The identification of individuals likely to experience poor outcome is a priority in the management of WAD, and on inspection of accuracy statistics, WhipPredict+E appeared to offer additional accuracy over WhipPredict for this purpose. Indicators of accuracy and model fit were either maintained or improved when WhipPredict+E was used to predict poor outcome, compared to WhipPredict, in the present cohort. At 6 months post injury, the sensitivity of WhipPredict+E was greater than WhipPredict, with small increases in the identification of true positives and reductions in false negatives. Sensitivity refers to the ability of a prediction tool or test to correctly identify individuals that will experience the predicted outcome [56]. It is closely linked to the ‘true positive’ rate and was higher than that seen in both the WhipPredict derivation and validation populations (43.5% in both populations compared to 78.2% with WhipPredict and 82.6% with WhipPredict+E; Additional file 1: Appendix A). We found that WhipPredict+E effectively re-classified two false negatives, identified by WhipPredict, into the pathway predictive of poor outcome, thereby increasing the true positive rate. The ability to correctly identify individuals that will experience poor outcomes is crucial to inform the early provision of targeted care and referral for specialist management as necessary. In addition, the accurate prediction of outcome at 6 months post injury is particularly relevant in New South Wales (NSW), Australia, where our cohort was located. Recent reforms to the NSW compensation scheme for individuals injured in motor vehicle crashes now provide funding for medical and rehabilitation services for a period of up to 6 months [57]. The provision of funded rehabilitation services after this time is possible, though not commonly provided. It is therefore valuable for clinicians to assess the likelihood of poor outcome at this timepoint and adjust treatment plans accordingly.

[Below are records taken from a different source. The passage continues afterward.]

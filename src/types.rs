/// Core type definitions for the sync engine
use std::collections::BTreeMap;
use std::fmt;
use std::str::FromStr;

use chrono::{Datelike, Months, NaiveDate, NaiveDateTime, NaiveTime, Timelike};
use serde::{Deserialize, Serialize};

use crate::error::{Result, SyncError};

/// Bar frequency as understood by the history vendor
#[derive(Debug, Clone, Copy, PartialEq, Eq, Hash, PartialOrd, Ord, Serialize, Deserialize)]
pub enum Frequency {
    #[serde(rename = "d")]
    Daily,
    #[serde(rename = "w")]
    Weekly,
    #[serde(rename = "m")]
    Monthly,
    #[serde(rename = "5")]
    Minute5,
    #[serde(rename = "15")]
    Minute15,
    #[serde(rename = "30")]
    Minute30,
    #[serde(rename = "60")]
    Minute60,
}

impl Frequency {
    pub const ALL: [Frequency; 7] = [
        Frequency::Daily,
        Frequency::Weekly,
        Frequency::Monthly,
        Frequency::Minute5,
        Frequency::Minute15,
        Frequency::Minute30,
        Frequency::Minute60,
    ];

    pub fn as_str(&self) -> &'static str {
        match self {
            Frequency::Daily => "d",
            Frequency::Weekly => "w",
            Frequency::Monthly => "m",
            Frequency::Minute5 => "5",
            Frequency::Minute15 => "15",
            Frequency::Minute30 => "30",
            Frequency::Minute60 => "60",
        }
    }

    /// Sub-daily frequencies carry an intraday time in their key
    pub fn is_intraday(&self) -> bool {
        self.minutes().is_some()
    }

    /// Bucket width in minutes for sub-daily frequencies
    pub fn minutes(&self) -> Option<u32> {
        match self {
            Frequency::Minute5 => Some(5),
            Frequency::Minute15 => Some(15),
            Frequency::Minute30 => Some(30),
            Frequency::Minute60 => Some(60),
            _ => None,
        }
    }

    /// Bucket start for a market-local timestamp.
    ///
    /// Minute frequencies floor the minutes since midnight; daily floors to midnight.
    /// Weekly and monthly have no streaming bucket and also floor to midnight.
    pub fn bucket_start(&self, ts: NaiveDateTime) -> NaiveDateTime {
        match self.minutes() {
            Some(width) => {
                let total = ts.time().num_seconds_from_midnight() / 60;
                let floored = (total / width) * width;
                let time = NaiveTime::from_num_seconds_from_midnight_opt(floored * 60, 0)
                    .unwrap_or(NaiveTime::MIN);
                ts.date().and_time(time)
            }
            None => ts.date().and_time(NaiveTime::MIN),
        }
    }
}

impl fmt::Display for Frequency {
    fn fmt(&self, f: &mut fmt::Formatter<'_>) -> fmt::Result {
        f.write_str(self.as_str())
    }
}

impl FromStr for Frequency {
    type Err = SyncError;

    fn from_str(s: &str) -> Result<Self> {
        match s.trim().to_lowercase().as_str() {
            "d" | "daily" => Ok(Frequency::Daily),
            "w" | "weekly" => Ok(Frequency::Weekly),
            "m" | "monthly" => Ok(Frequency::Monthly),
            "5" | "5m" => Ok(Frequency::Minute5),
            "15" | "15m" => Ok(Frequency::Minute15),
            "30" | "30m" => Ok(Frequency::Minute30),
            "60" | "60m" => Ok(Frequency::Minute60),
            other => Err(SyncError::InvalidParameter(format!("Unknown frequency: {}", other))),
        }
    }
}

/// Optional vendor attributes carried by daily/weekly/monthly rows
#[derive(Debug, Clone, Default, PartialEq, Serialize, Deserialize)]
pub struct BarExtras {
    #[serde(default, skip_serializing_if = "Option::is_none")]
    pub preclose: Option<f64>,
    #[serde(default, skip_serializing_if = "Option::is_none")]
    pub turn: Option<f64>,
    #[serde(default, skip_serializing_if = "Option::is_none")]
    pub pct_chg: Option<f64>,
    #[serde(default, skip_serializing_if = "Option::is_none")]
    pub pe_ttm: Option<f64>,
    #[serde(default, skip_serializing_if = "Option::is_none")]
    pub ps_ttm: Option<f64>,
    #[serde(default, skip_serializing_if = "Option::is_none")]
    pub pcf_ncf_ttm: Option<f64>,
    #[serde(default, skip_serializing_if = "Option::is_none")]
    pub pb_mrq: Option<f64>,
    #[serde(default, skip_serializing_if = "Option::is_none")]
    pub trade_status: Option<String>,
    #[serde(default, skip_serializing_if = "Option::is_none")]
    pub is_st: Option<String>,
    #[serde(default, skip_serializing_if = "Option::is_none")]
    pub adjust_flag: Option<String>,
}

/// OHLCV Bar data structure
#[derive(Debug, Clone, PartialEq, Serialize, Deserialize)]
pub struct Bar {
    pub symbol: String,
    pub frequency: Frequency,
    pub date: NaiveDate,
    #[serde(default, skip_serializing_if = "Option::is_none")]
    pub time: Option<NaiveTime>,
    pub open: f64,
    pub high: f64,
    pub low: f64,
    pub close: f64,
    pub volume: f64,
    #[serde(default)]
    pub amount: Option<f64>,
    #[serde(default)]
    pub extras: BarExtras,
    pub source: String,
    /// Locally derived, superseded by any authoritative vendor bar
    #[serde(default)]
    pub provisional: bool,
}

impl Bar {
    pub fn key(&self) -> BarKey {
        BarKey {
            symbol: self.symbol.clone(),
            frequency: self.frequency,
            date: self.date,
            time: self.time,
        }
    }
}

/// Composite storage key of a bar
#[derive(Debug, Clone, PartialEq, Eq, Hash, PartialOrd, Ord, Serialize, Deserialize)]
pub struct BarKey {
    pub symbol: String,
    pub frequency: Frequency,
    pub date: NaiveDate,
    pub time: Option<NaiveTime>,
}

/// Listing status of a symbol
#[derive(Debug, Clone, Copy, PartialEq, Eq, Serialize, Deserialize, Default)]
#[serde(rename_all = "snake_case")]
pub enum SymbolStatus {
    #[default]
    Listed,
    Delisted,
}

/// Security type reported by the basic-info listing
#[derive(Debug, Clone, Copy, PartialEq, Eq, Serialize, Deserialize, Default)]
#[serde(rename_all = "snake_case")]
pub enum SecurityType {
    #[default]
    Stock,
    Index,
    Other,
}

/// Reference-data record for one symbol, including its sync watermarks
#[derive(Debug, Clone, Default, PartialEq, Serialize, Deserialize)]
pub struct SymbolRecord {
    pub symbol: String,
    #[serde(default)]
    pub name: Option<String>,
    #[serde(default)]
    pub ipo_date: Option<NaiveDate>,
    #[serde(default)]
    pub out_date: Option<NaiveDate>,
    #[serde(default)]
    pub security_type: SecurityType,
    #[serde(default)]
    pub status: SymbolStatus,
    #[serde(default)]
    pub source: Option<String>,
    /// Created without a basic-info row (configured index or industry member)
    #[serde(default)]
    pub temporary: bool,
    #[serde(default)]
    pub industry_code: Option<String>,
    #[serde(default)]
    pub industry_name: Option<String>,
    /// Last synced date keyed by frequency tag
    #[serde(default)]
    pub watermarks: BTreeMap<String, NaiveDate>,
    #[serde(default)]
    pub last_finance_quarter: Option<QuarterMarker>,
    /// Last quarter with data per report type
    #[serde(default)]
    pub report_markers: BTreeMap<String, QuarterMarker>,
}

impl SymbolRecord {
    pub fn new(symbol: impl Into<String>) -> Self {
        SymbolRecord {
            symbol: symbol.into(),
            ..Default::default()
        }
    }

    pub fn placeholder(symbol: impl Into<String>, security_type: SecurityType) -> Self {
        SymbolRecord {
            symbol: symbol.into(),
            security_type,
            temporary: true,
            ..Default::default()
        }
    }

    pub fn watermark(&self, frequency: Frequency) -> Option<NaiveDate> {
        self.watermarks.get(frequency.as_str()).copied()
    }
}

/// Fiscal quarter marker, ordered by (year, quarter)
#[derive(Debug, Clone, Copy, PartialEq, Eq, Hash, PartialOrd, Ord)]
pub struct QuarterMarker {
    pub year: i32,
    pub quarter: u8,
}

impl QuarterMarker {
    pub fn new(year: i32, quarter: u8) -> Result<Self> {
        if !(1..=4).contains(&quarter) {
            return Err(SyncError::InvalidParameter(format!(
                "Quarter must be 1..=4, got {}",
                quarter
            )));
        }
        Ok(QuarterMarker { year, quarter })
    }

    /// Quarter containing a calendar date
    pub fn containing(date: NaiveDate) -> Self {
        QuarterMarker {
            year: date.year(),
            quarter: ((date.month() - 1) / 3 + 1) as u8,
        }
    }

    pub fn next(&self) -> Self {
        if self.quarter >= 4 {
            QuarterMarker { year: self.year + 1, quarter: 1 }
        } else {
            QuarterMarker { year: self.year, quarter: self.quarter + 1 }
        }
    }

    pub fn prev(&self) -> Self {
        if self.quarter <= 1 {
            QuarterMarker { year: self.year - 1, quarter: 4 }
        } else {
            QuarterMarker { year: self.year, quarter: self.quarter - 1 }
        }
    }
}

impl fmt::Display for QuarterMarker {
    fn fmt(&self, f: &mut fmt::Formatter<'_>) -> fmt::Result {
        write!(f, "{}Q{}", self.year, self.quarter)
    }
}

impl FromStr for QuarterMarker {
    type Err = SyncError;

    fn from_str(s: &str) -> Result<Self> {
        let invalid = || SyncError::InvalidParameter(format!("Invalid quarter marker: {}", s));
        let (year, quarter) = s.trim().split_once(['Q', 'q']).ok_or_else(invalid)?;
        let year: i32 = year.parse().map_err(|_| invalid())?;
        let quarter: u8 = quarter.parse().map_err(|_| invalid())?;
        QuarterMarker::new(year, quarter)
    }
}

impl Serialize for QuarterMarker {
    fn serialize<S: serde::Serializer>(&self, serializer: S) -> std::result::Result<S::Ok, S::Error> {
        serializer.serialize_str(&self.to_string())
    }
}

impl<'de> Deserialize<'de> for QuarterMarker {
    fn deserialize<D: serde::Deserializer<'de>>(deserializer: D) -> std::result::Result<Self, D::Error> {
        let raw = String::deserialize(deserializer)?;
        raw.parse().map_err(serde::de::Error::custom)
    }
}

/// Quarterly fundamentals report families
#[derive(Debug, Clone, Copy, PartialEq, Eq, Hash, PartialOrd, Ord, Serialize, Deserialize)]
#[serde(rename_all = "snake_case")]
pub enum ReportType {
    Profit,
    Balance,
    CashFlow,
    Dupont,
}

impl ReportType {
    pub const ALL: [ReportType; 4] = [
        ReportType::Profit,
        ReportType::Balance,
        ReportType::CashFlow,
        ReportType::Dupont,
    ];

    pub fn as_str(&self) -> &'static str {
        match self {
            ReportType::Profit => "profit",
            ReportType::Balance => "balance",
            ReportType::CashFlow => "cash_flow",
            ReportType::Dupont => "dupont",
        }
    }
}

impl fmt::Display for ReportType {
    fn fmt(&self, f: &mut fmt::Formatter<'_>) -> fmt::Result {
        f.write_str(self.as_str())
    }
}

/// One quarterly report row for a symbol
#[derive(Debug, Clone, PartialEq, Serialize, Deserialize)]
pub struct FinancialRecord {
    pub symbol: String,
    pub year: i32,
    pub quarter: u8,
    pub report_type: ReportType,
    #[serde(default)]
    pub pub_date: Option<NaiveDate>,
    #[serde(default)]
    pub stat_date: Option<NaiveDate>,
    /// Vendor fields, numbers normalized to floats and blanks to null
    pub fields: BTreeMap<String, serde_json::Value>,
}

impl FinancialRecord {
    pub fn key(&self) -> FinancialKey {
        FinancialKey {
            symbol: self.symbol.clone(),
            year: self.year,
            quarter: self.quarter,
            report_type: self.report_type,
        }
    }

    pub fn marker(&self) -> QuarterMarker {
        QuarterMarker { year: self.year, quarter: self.quarter }
    }
}

/// Composite storage key of a financial record
#[derive(Debug, Clone, PartialEq, Eq, Hash, PartialOrd, Ord)]
pub struct FinancialKey {
    pub symbol: String,
    pub year: i32,
    pub quarter: u8,
    pub report_type: ReportType,
}

/// Live quote snapshot from the quote feed
#[derive(Debug, Clone, PartialEq, Serialize, Deserialize)]
pub struct Quote {
    pub symbol: String,
    pub last_price: f64,
    /// Session-cumulative traded volume
    pub cumulative_volume: f64,
    #[serde(default)]
    pub high: Option<f64>,
    #[serde(default)]
    pub low: Option<f64>,
}

/// Tabular vendor response: ordered field names plus string rows
#[derive(Debug, Clone, Default, PartialEq)]
pub struct RawBatch {
    pub fields: Vec<String>,
    pub rows: Vec<Vec<String>>,
}

impl RawBatch {
    pub fn new(fields: &[&str], rows: Vec<Vec<String>>) -> Self {
        RawBatch {
            fields: fields.iter().map(|f| f.to_string()).collect(),
            rows,
        }
    }

    pub fn is_empty(&self) -> bool {
        self.rows.is_empty()
    }

    pub fn column(&self, name: &str) -> Option<usize> {
        self.fields.iter().position(|f| f == name)
    }
}

/// How a sync run chooses its start date
#[derive(Debug, Clone, Copy, PartialEq, Eq, Serialize, Deserialize, Default)]
#[serde(rename_all = "snake_case")]
pub enum SyncMode {
    /// Ignore watermarks and start at the minimum start date
    Full,
    /// Continue after the watermark; same rules as incremental
    Resume,
    #[default]
    Incremental,
}

impl FromStr for SyncMode {
    type Err = SyncError;

    fn from_str(s: &str) -> Result<Self> {
        match s.trim().to_lowercase().as_str() {
            "full" => Ok(SyncMode::Full),
            "resume" => Ok(SyncMode::Resume),
            "incremental" => Ok(SyncMode::Incremental),
            other => Err(SyncError::InvalidParameter(format!("Unknown sync mode: {}", other))),
        }
    }
}

/// Lookback window used when a symbol has no watermark
#[derive(Debug, Clone, Copy, PartialEq, Eq, Serialize, Deserialize)]
#[serde(rename_all = "snake_case")]
pub enum LookbackSpan {
    Years(u32),
    Days(u32),
}

impl LookbackSpan {
    pub fn is_zero(&self) -> bool {
        matches!(self, LookbackSpan::Years(0) | LookbackSpan::Days(0))
    }

    /// Subtract the span from a date; year spans subtract calendar years
    pub fn before(&self, date: NaiveDate) -> NaiveDate {
        match *self {
            LookbackSpan::Years(n) => date
                .checked_sub_months(Months::new(n.saturating_mul(12)))
                .unwrap_or(NaiveDate::MIN),
            LookbackSpan::Days(n) => date
                .checked_sub_days(chrono::Days::new(n as u64))
                .unwrap_or(NaiveDate::MIN),
        }
    }
}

At 12 months post injury, sensitivity was maintained whilst specificity improved with WhipPredict+E. The specificity of a prediction tool refers to its ability to correctly identify, or rule out, individuals that will not experience the predicted outcome [56]. This is important in the prediction of poor outcome in WAD, where incorrect identification may result in unnecessary treatment and may impede natural recovery. Specificity was improved in WhipPredict+E with the re-classification of two false positive cases into true negatives. Comparative data for the specificity of this pathway across the WhipPredict derivation and validation populations at 12 months is not available, though recent work [49] using data from this cohort identified a pattern of overall lower specificity in WhipPredict compared to sensitivity (overall specificity 27.3%, overall sensitivity 92.7% at 12 months). Although the objectives of the present study warranted a pathway-specific approach to the investigation of accuracy, the evidently low overall specificity observed in Sterling et al. (2021) would suggest that any improvements in specificity, pathway-specific or otherwise, are beneficial. These findings should be validated in future studies.

The overall effect of adding expectations of recovery to the pathway predictive of full recovery was mixed. Whilst all accuracy parameters and markers of model fit improved at 6 months, this effect was less consistent at 12 months. The false positive rate was seen to increase, whilst the true negative rate declined marginally. This resulted in a reduction in specificity at 12 months from 83 to 76%. However, this was coupled with a relatively large increase in sensitivity (57 to 81%), driven by an increase in true positives and a reduction in false negatives.

A key consideration facing the authorship team was whether an improvement in the sensitivity or specificity of a prognostic pathway following the addition of expectations of recovery justified a reduction in its counterpart. Examination of ROC curves (Fig. 5) showed a consistently superior performance for the prognostic accuracy of WhipPredict+E relative to WhipPredict in the prediction of full recovery compared to the prediction of poor outcome. Given this, the role of expectations of recovery in improving the prediction of full recovery appears important and should be further investigated. It is possible that the mixed picture observed for WhipPredict+E in predicting full recovery may be due, in part, to the differences in cut points at which accuracy statistics were compared. For this reason, it is pertinent to consider accuracy statistics together with ROC curves to provide a balanced overview of the utility of this variable in improving predictive accuracy.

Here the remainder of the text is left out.